Décès de Charles Manson: "A l'image de notre société moderne, le serial killer a remplacé les ogres des contes de fée"

Il a représenté le mal absolu, le diable: Charles Manson est décédé ce lundi en prison. Stéphane Bourgoin a écrit de nombreux ouvrages sur les criminels, il a rencontré Charles Manson dans sa prison dans les années 80.

Comment vous expliquez, vous, cette fascination que Charles Manson a pu susciter, et qu'il peut encore susciter aujourd'hui?

"C'est un peu la fin de l'innocence aux États-Unis. Cette année 69, c'est aussi Woodstock, mais c'est le déchaînement de violence avec Charles Whitman qui tire de la tour de l'université du Texas, une des premières grandes tueries universitaires, c'est l'apparition de Juan Corona et de toute une série de criminels en série, que l'on voit d'ailleurs pour beaucoup d'entre eux dans la nouvelle série de David Fincher, "Mindhunter", qui a été produite par Netflix. Et comme le disait si bien Alfred Hitchcock, 'pour faire un bon polar, pour faire frissonner, il faut avant tout un très bon méchant'. Et le serial killer est un peu à l'image de notre société moderne, il a remplacé les ogres, les vampires et les loups-garous des contes de fée d'autrefois".

Mais en quoi Charles Manson, précisément, sa personnalité, son parcours représentent ce bon tueur, comme vous venez de le dire?

"Peut-être parce qu'il a su beaucoup jouer avec les médias.

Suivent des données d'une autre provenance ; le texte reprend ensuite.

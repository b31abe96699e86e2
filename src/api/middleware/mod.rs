//! API middleware stack.
//!
//! Execution order (outermost → innermost):
//! 1. Tenant resolver: `X-Tenant-Id` → `TenantContext`, 401 otherwise
//! 2. Access logger: logs after tenant resolution, so it has the tenant id

pub mod audit;
pub mod tenant;
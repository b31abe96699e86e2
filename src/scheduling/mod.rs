//! Recovery-protocol scheduling.
//!
//! A protocol is a template of task definitions positioned by day offset
//! relative to an anchor date (normally the surgery date). Scheduling turns
//! that template into dated, patient-specific task instances:
//!
//! - `recurrence`: the closed set of recurrence patterns and their parsing
//! - `resolver`: pure (anchor, offset, rule, horizon) → calendar dates
//! - `materializer`: writes one instance per resolved date, per definition

pub mod materializer;
pub mod recurrence;
pub mod resolver;

pub use materializer::{MaterializeFailure, MaterializeReport, TaskMaterializer};
pub use recurrence::{Recurrence, RecurrenceError, RecurrenceRule};
pub use resolver::{
    resolve_dates, resolve_dates_limited, resolve_descriptor, Horizon, Resolution, ResolveWarning,
};
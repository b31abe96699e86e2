//! WebSocket layer for realtime chat delivery.
//!
//! Connection lifecycle:
//! 1. Client opens `GET /ws/subscribe?tenant_id=..&provider_id=..` (or
//!    `conversation_id=..`); the scope is checked against the tenant before
//!    the upgrade, so a bad scope gets a JSON error and no socket
//! 2. Server sends `subscribed` with the subscription id
//! 3. Matching change events are forwarded as `event` frames
//! 4. Heartbeat every 30s; 3 unanswered = disconnect
//! 5. On disconnect the subscription is removed from the dispatcher

use std::time::Duration;

use axum::extract::ws::{Message, WebSocket, WebSocketUpgrade};
use axum::extract::{Query, State};
use axum::response::IntoResponse;
use futures_util::{SinkExt, StreamExt};
use serde::{Deserialize, Serialize};
use tokio::sync::mpsc;
use uuid::Uuid;

use crate::api::error::ApiError;
use crate::api::types::ApiContext;
use crate::realtime::{
    ChangeEvent, EventEnvelope, SeenMessages, Subscription, SubscriptionScope,
};

/// Heartbeat interval: server sends Heartbeat every 30 seconds.
const HEARTBEAT_INTERVAL: Duration = Duration::from_secs(30);

/// Disconnect after this many missed heartbeats (3 × 30s = 90s).
const MAX_MISSED_HEARTBEATS: u32 = 3;

/// Query parameters for WebSocket upgrade.
#[derive(Debug, Deserialize)]
pub struct SubscribeQuery {
    pub tenant_id: Uuid,
    pub provider_id: Option<Uuid>,
    pub conversation_id: Option<Uuid>,
}

impl SubscribeQuery {
    /// Exactly one of `provider_id` / `conversation_id` must be given.
    fn scope(&self) -> Result<SubscriptionScope, ApiError> {
        match (self.provider_id, self.conversation_id) {
            (Some(provider_id), None) => Ok(SubscriptionScope::Provider {
                tenant_id: self.tenant_id,
                provider_id,
            }),
            (None, Some(conversation_id)) => Ok(SubscriptionScope::Conversation {
                tenant_id: self.tenant_id,
                conversation_id,
            }),
            _ => Err(ApiError::BadRequest(
                "exactly one of provider_id or conversation_id is required".into(),
            )),
        }
    }
}

/// Server → client frames.
#[derive(Debug, Clone, Serialize)]
#[serde(tag = "type", rename_all = "snake_case")]
pub enum WsOutgoing {
    Subscribed {
        subscription_id: Uuid,
        scope: SubscriptionScope,
    },
    Event {
        envelope: EventEnvelope,
    },
    Heartbeat {
        server_time: String,
    },
}

/// Client → server frames. Anything else is ignored.
#[derive(Debug, Deserialize)]
#[serde(tag = "type", rename_all = "snake_case")]
enum WsIncoming {
    Pong {},
}

// ═══════════════════════════════════════════════════════════
// WsSessionState: testable per-connection state
// ═══════════════════════════════════════════════════════════

#[derive(Debug, PartialEq)]
pub(crate) enum HeartbeatAction {
    SendHeartbeat,
    HeartbeatTimeout,
}

/// Heartbeat bookkeeping and duplicate suppression for one connection,
/// kept apart from `handle_ws` so it can be tested without a socket.
pub(crate) struct WsSessionState {
    missed_heartbeats: u32,
    seen: SeenMessages,
}

impl WsSessionState {
    fn new() -> Self {
        Self {
            missed_heartbeats: 0,
            seen: SeenMessages::new(),
        }
    }

    /// Any frame from the client proves it is alive.
    fn on_client_activity(&mut self) {
        self.missed_heartbeats = 0;
    }

    fn on_heartbeat_tick(&mut self) -> HeartbeatAction {
        if self.missed_heartbeats >= MAX_MISSED_HEARTBEATS {
            return HeartbeatAction::HeartbeatTimeout;
        }
        self.missed_heartbeats += 1;
        HeartbeatAction::SendHeartbeat
    }

    /// A message insert is forwarded once per connection. Updates, typing
    /// and conversation changes always pass.
    fn should_forward(&mut self, envelope: &EventEnvelope) -> bool {
        match &envelope.payload {
            ChangeEvent::MessageInserted { message } => self.seen.check_and_insert(message.id),
            _ => true,
        }
    }
}

/// WebSocket upgrade handler.
///
/// Registers the subscription before upgrading; scope errors are returned
/// as regular HTTP responses.
pub async fn ws_upgrade(
    ws: WebSocketUpgrade,
    State(ctx): State<ApiContext>,
    Query(query): Query<SubscribeQuery>,
) -> Result<impl IntoResponse, ApiError> {
    let scope = query.scope()?;
    let subscription = ctx.service.subscribe(scope)?;

    tracing::info!(
        subscription_id = %subscription.id,
        tenant_id = %query.tenant_id,
        "WebSocket subscription accepted"
    );
    Ok(ws.on_upgrade(move |socket| handle_ws(socket, ctx, subscription)))
}

/// Main WebSocket connection handler.
///
/// Spawns a sender task for channel→WS forwarding, then runs the
/// delivery + receive + heartbeat loop until either side goes away.
async fn handle_ws(socket: WebSocket, ctx: ApiContext, subscription: Subscription) {
    let Subscription {
        id: subscription_id,
        scope,
        mut receiver,
    } = subscription;

    let (ws_sink, mut ws_stream) = socket.split();
    let (tx, rx) = mpsc::channel::<WsOutgoing>(64);

    // Spawn sender task (reads from channel, writes to WebSocket)
    let sender_handle = tokio::spawn(async move {
        let mut sink = ws_sink;
        let mut rx = rx;
        while let Some(msg) = rx.recv().await {
            let json = match serde_json::to_string(&msg) {
                Ok(j) => j,
                Err(e) => {
                    tracing::warn!(error = %e, "Dropping unserializable WS frame");
                    continue;
                }
            };
            if sink.send(Message::Text(json)).await.is_err() {
                break;
            }
        }
        let _ = sink.close().await;
    });

    let _ = tx
        .send(WsOutgoing::Subscribed {
            subscription_id,
            scope,
        })
        .await;

    let mut session = WsSessionState::new();
    let mut heartbeat = tokio::time::interval(HEARTBEAT_INTERVAL);
    heartbeat.tick().await; // Consume initial immediate tick

    loop {
        tokio::select! {
            delivered = receiver.recv() => {
                match delivered {
                    Some(envelope) => {
                        if !session.should_forward(&envelope) {
                            tracing::debug!(event_id = %envelope.event_id, "Duplicate message suppressed");
                            continue;
                        }
                        if tx.send(WsOutgoing::Event { envelope }).await.is_err() {
                            break;
                        }
                    }
                    // Dispatcher closed or subscription removed.
                    None => break,
                }
            }
            msg = ws_stream.next() => {
                match msg {
                    Some(Ok(Message::Text(ref text))) => {
                        session.on_client_activity();
                        if let Ok(WsIncoming::Pong {}) = serde_json::from_str::<WsIncoming>(text) {
                            tracing::trace!(subscription_id = %subscription_id, "Heartbeat answered");
                        }
                    }
                    Some(Ok(Message::Close(_))) | None => break,
                    Some(Err(_)) => break,
                    // Ping/Pong frames are answered by axum/tungstenite.
                    Some(Ok(_)) => session.on_client_activity(),
                }
            }
            _ = heartbeat.tick() => {
                match session.on_heartbeat_tick() {
                    HeartbeatAction::HeartbeatTimeout => {
                        tracing::info!(
                            subscription_id = %subscription_id,
                            "{MAX_MISSED_HEARTBEATS} missed heartbeats, disconnecting"
                        );
                        break;
                    }
                    HeartbeatAction::SendHeartbeat => {
                        let _ = tx.send(WsOutgoing::Heartbeat {
                            server_time: chrono::Utc::now().to_rfc3339(),
                        }).await;
                    }
                }
            }
        }
    }

    // Cleanup: drop sender (stops sender task), remove subscription
    drop(tx);
    let _ = sender_handle.await;
    ctx.service.unsubscribe(&subscription_id);

    tracing::info!(subscription_id = %subscription_id, "WebSocket disconnected");
}
//! Shared API types: the handler context and the per-request tenant context.

use std::sync::Arc;

use uuid::Uuid;

use crate::service::CareService;

/// Shared context for all handlers and middleware. Cheap to clone.
#[derive(Clone)]
pub struct ApiContext {
    pub service: Arc<CareService>,
}

impl ApiContext {
    pub fn new(service: Arc<CareService>) -> Self {
        Self { service }
    }
}

/// Resolved tenant, injected into request extensions by the tenant
/// middleware after the `X-Tenant-Id` header was checked.
#[derive(Debug, Clone)]
pub struct TenantContext {
    pub tenant_id: Uuid,
}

On voit beaucoup d'images, ce qui est assez atypique à l'époque aux États-Unis, de son procès. Le voir entouré ainsi de jolies jeunes femmes, les trois qui sont poursuivies en justice pour les deux séries de meurtres qui font sept victimes en 48 heures, entre autres Sharon Tate et ses amis sur Cielo Drive et les époux La Bianca. Ils sont en admiration devant le gourou qui, pourtant, lui — je peux vous le dire pour l'avoir rencontré — est un être très petit, il fait à peu près 1 mètre 57, il est malingre, décharné lorsque je rencontre, mais c'est vrai qu'il a un regard totalement captivant, magnétique, avec des orbites noires extrêmement profondes, et ce regard sait absolument vous capter".

Vous êtes un spécialiste de ces tueurs en série, ces tueurs de masse, est-ce que dans l'histoire de ces grands criminels, il y en a d'autres qui ont été à ce point, comme Charles Manson, des icônes culturelles?

"Je ne pense pas qu'il y en ait eu d'autres, ou peut-être le seul à s'en approcher quelque peu est Ted Bundy, qui a été exécuté en janvier 1989. Là aussi, il y a déjà eu plusieurs films consacrés à Ted Bundy, il va y avoir prochainement le tournage d'un film sur Bundy avec l'acteur Zac Efron qui va reprendre le rôle de ce tueur en série, dont le procès a été le premier à être retransmis en direct sur CorpTV. Et là aussi, Ted Bundy, comme Charles Manson, jouait de son magnétisme, il se plaçait en gros plan devant la caméra en disant 'Est-ce que vous pensez que quelqu'un comme moi pourrait commettre des crimes aussi abominables?' Ce qu'il faut bien comprendre, c'est que lorsqu'on est confronté à ce type d'interview en face à face, on n'a pas du tout l'image qui nous est renvoyée par la fiction, ce n'est pas Hannibal Lecter, sophistiqué, connaisseur en vins fins, c'est en fait la banalité dans l'horreur".

Comment est-ce que vous expliquez la fascination, l'attirance même peut-être parfois, que certaines personnes peuvent avoir pour ces criminels, pour ces psychopathes?

"En effet, vous avez des tueurs en série homosexuels, qui ont épousé certaines de leurs fans qui leur écrivent des lettres d'amour. Charles Manson recevait en moyenne entre 50 et 100 lettres par jour et 80% de ce courrier émanait de femmes. D'ailleurs, en 2014, il avait pour projet, alors qu'il avait déjà 80 ans, d'épouser une très jeune femme qui se surnommait Star Allura sur Internet. Il y a finalement renoncé au dernier moment parce qu'il a appris que cette femme avait pour projet de devenir son épouse pour récupérer son corps après sa mort, le faire embaumer et ensuite se balader à travers tous les États-Unis avec le cercueil en verre en exposant Manson dans des sortes de foires ambulantes".

Vous en avez rencontré beaucoup, Stéphane Bourgoin, dans votre activité des gens fascinés par le macabre, par ces criminels?

"J'ai rencontré 77 tueurs en série depuis 1979. Mis à part une ou deux rencontres qui se sont mal déroulées, je dois dire que j'ai plus de problèmes avec des fans, à la fois de mes livres et de tueurs en série, qu'avec mes rencontres avec des serial killers".